▶ **What you are asked to do**:
Reproduce exactly the opening lines of the listing, stopping after the line that contains "limit and unmarked" and including it.

BEGIN Dataset

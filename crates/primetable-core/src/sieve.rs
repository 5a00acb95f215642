//! Bounded sieve of Eratosthenes
//!
//! Composite markers are packed 64 to a word. Index i is set when i is
//! composite or is 0 or 1.

use std::fmt;

use tracing::debug;

use crate::{PrimeError, PrimeResult};

const WORD_BITS: usize = u64::BITS as usize;

/// Composite markers for 0..=limit
#[derive(Clone, PartialEq, Eq)]
pub struct CompositeMarkers {
    /// Bitmap, one bit per index
    words: Vec<u64>,
    /// Number of indices (limit + 1)
    len: usize,
}

impl CompositeMarkers {
    fn new(len: usize) -> Self {
        CompositeMarkers {
            words: vec![0; len.div_ceil(WORD_BITS)],
            len,
        }
    }

    #[inline]
    fn mark(&mut self, index: usize) {
        self.words[index / WORD_BITS] |= 1u64 << (index % WORD_BITS);
    }

    #[inline]
    fn test(&self, index: usize) -> bool {
        (self.words[index / WORD_BITS] >> (index % WORD_BITS)) & 1 == 1
    }

    /// Number of markers (limit + 1)
    pub fn len(&self) -> usize {
        self.len
    }

    pub fn is_empty(&self) -> bool {
        self.len == 0
    }

    /// Highest index covered
    pub fn limit(&self) -> u64 {
        self.len.saturating_sub(1) as u64
    }

    /// Marker at `index`, `None` past the limit
    pub fn get(&self, index: usize) -> Option<bool> {
        (index < self.len).then(|| self.test(index))
    }

    /// True if `index` is within the limit and unmarked
    pub fn is_prime(&self, index: usize) -> bool {
        self.get(index) == Some(false)
    }

    /// Markers in index order
    pub fn iter(&self) -> impl Iterator<Item = bool> + '_ {
        (0..self.len).map(move |index| self.test(index))
    }

    /// Unmarked indices in ascending order
    pub fn primes(&self) -> impl Iterator<Item = u64> + '_ {
        (0..self.len)
            .filter(move |&index| !self.test(index))
            .map(|index| index as u64)
    }

    /// Markers as one bool per index
    pub fn to_vec(&self) -> Vec<bool> {
        self.iter().collect()
    }
}

impl fmt::Debug for CompositeMarkers {
    fn fmt(&self, f: &mut fmt::Formatter<'_>) -> fmt::Result {
        f.debug_struct("CompositeMarkers")
            .field("limit", &self.limit())
            .field("words", &self.words.len())
            .finish()
    }
}

/// Run the sieve of Eratosthenes over 0..=limit.
///
/// # Errors
///
/// - [`PrimeError::InvalidArgument`] if `limit` is 0
/// - [`PrimeError::Overflow`] if `limit + 1` markers cannot be addressed
pub fn sieve(limit: u64) -> PrimeResult<CompositeMarkers> {
    if limit == 0 {
        return Err(PrimeError::InvalidArgument(
            "Limit parameter cannot be zero".to_string(),
        ));
    }

    let len = usize::try_from(limit)
        .ok()
        .and_then(|limit| limit.checked_add(1))
        .ok_or_else(|| PrimeError::Overflow(format!("sieve limit {limit} is not addressable")))?;
    let limit = len - 1;

    let mut markers = CompositeMarkers::new(len);
    markers.mark(0);
    markers.mark(1);

    // i * i is checked so the loop ends instead of wrapping near usize::MAX
    let mut i: usize = 2;
    while let Some(square) = i.checked_mul(i).filter(|&square| square <= limit) {
        if !markers.test(i) {
            for multiple in (square..=limit).step_by(i) {
                markers.mark(multiple);
            }
        }
        i += 1;
    }

    debug!(limit, words = markers.words.len(), "sieve complete");
    Ok(markers)
}

/// Collect up to `count` primes from `markers` in ascending order
pub fn take_primes(markers: &CompositeMarkers, count: usize) -> Vec<u64> {
    let mut primes = Vec::with_capacity(count.min(markers.len()));
    primes.extend(markers.primes().take(count));
    primes
}

#[cfg(test)]
mod tests {
    use super::*;
    use proptest::prelude::*;

    fn is_prime_by_division(n: u64) -> bool {
        n >= 2 && (2..).take_while(|d| d * d <= n).all(|d| n % d != 0)
    }

    #[test]
    fn test_sieve_zero_limit() {
        assert!(matches!(sieve(0), Err(PrimeError::InvalidArgument(_))));
    }

    #[test]
    fn test_sieve_one() {
        let markers = sieve(1).unwrap();
        assert_eq!(markers.to_vec(), vec![true, true]);
        assert_eq!(markers.primes().count(), 0);
    }

    #[test]
    fn test_sieve_five() {
        let markers = sieve(5).unwrap();
        assert_eq!(
            markers.to_vec(),
            vec![true, true, false, false, true, false]
        );
        assert_eq!(markers.len(), 6);
        assert_eq!(markers.limit(), 5);
    }

    #[test]
    fn test_sieve_word_boundaries() {
        // 61 and 67 sit on either side of the first word boundary
        let markers = sieve(128).unwrap();
        assert!(markers.is_prime(61));
        assert!(!markers.is_prime(63));
        assert!(!markers.is_prime(64));
        assert!(markers.is_prime(67));
        assert!(markers.is_prime(127));
        assert!(!markers.is_prime(128));
        assert_eq!(markers.get(129), None);
        assert!(!markers.is_prime(129));
    }

    #[test]
    fn test_sieve_squares_marked() {
        let markers = sieve(1000).unwrap();
        for p in [2usize, 3, 5, 7, 11, 13, 17, 19, 23, 29, 31] {
            assert_eq!(markers.get(p * p), Some(true));
        }
    }

    #[test]
    fn test_sieve_prime_count() {
        assert_eq!(sieve(100).unwrap().primes().count(), 25);
        assert_eq!(sieve(10_000).unwrap().primes().count(), 1229);
    }

    #[test]
    fn test_take_primes() {
        let markers = sieve(30).unwrap();
        assert_eq!(take_primes(&markers, 4), vec![2, 3, 5, 7]);
        assert_eq!(take_primes(&markers, 0), Vec::<u64>::new());
        // More requested than available
        assert_eq!(take_primes(&markers, 100).len(), 10);
    }

    proptest! {
        #[test]
        fn prop_sieve_matches_trial_division(limit in 1u64..5_000) {
            let markers = sieve(limit).unwrap();
            prop_assert_eq!(markers.len() as u64, limit + 1);
            for (index, composite) in markers.iter().enumerate() {
                prop_assert_eq!(composite, !is_prime_by_division(index as u64));
            }
        }
    }
}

END Dataset

▶ **Completed task**:
filename crates/primetable-core/src/sieve.rs
repository 5a00acb95f215642
//! Bounded sieve of Eratosthenes
//!
//! Composite markers are packed 64 to a word. Index i is set when i is
//! composite or is 0 or 1.

use std::fmt;

use tracing::debug;

use crate::{PrimeError, PrimeResult};

const WORD_BITS: usize = u64::BITS as usize;

/// Composite markers for 0..=limit
#[derive(Clone, PartialEq, Eq)]
pub struct CompositeMarkers {
    /// Bitmap, one bit per index
    words: Vec<u64>,
    /// Number of indices (limit + 1)
    len: usize,
}

impl CompositeMarkers {
    fn new(len: usize) -> Self {
        CompositeMarkers {
            words: vec![0; len.div_ceil(WORD_BITS)],
            len,
        }
    }

    #[inline]
    fn mark(&mut self, index: usize) {
        self.words[index / WORD_BITS] |= 1u64 << (index % WORD_BITS);
    }

    #[inline]
    fn test(&self, index: usize) -> bool {
        (self.words[index / WORD_BITS] >> (index % WORD_BITS)) & 1 == 1
    }

    /// Number of markers (limit + 1)
    pub fn len(&self) -> usize {
        self.len
    }

    pub fn is_empty(&self) -> bool {
        self.len == 0
    }

    /// Highest index covered
    pub fn limit(&self) -> u64 {
        self.len.saturating_sub(1) as u64
    }

    /// Marker at `index`, `None` past the limit
    pub fn get(&self, index: usize) -> Option<bool> {
        (index < self.len).then(|| self.test(index))
    }

    /// True if `index` is within the limit and unmarked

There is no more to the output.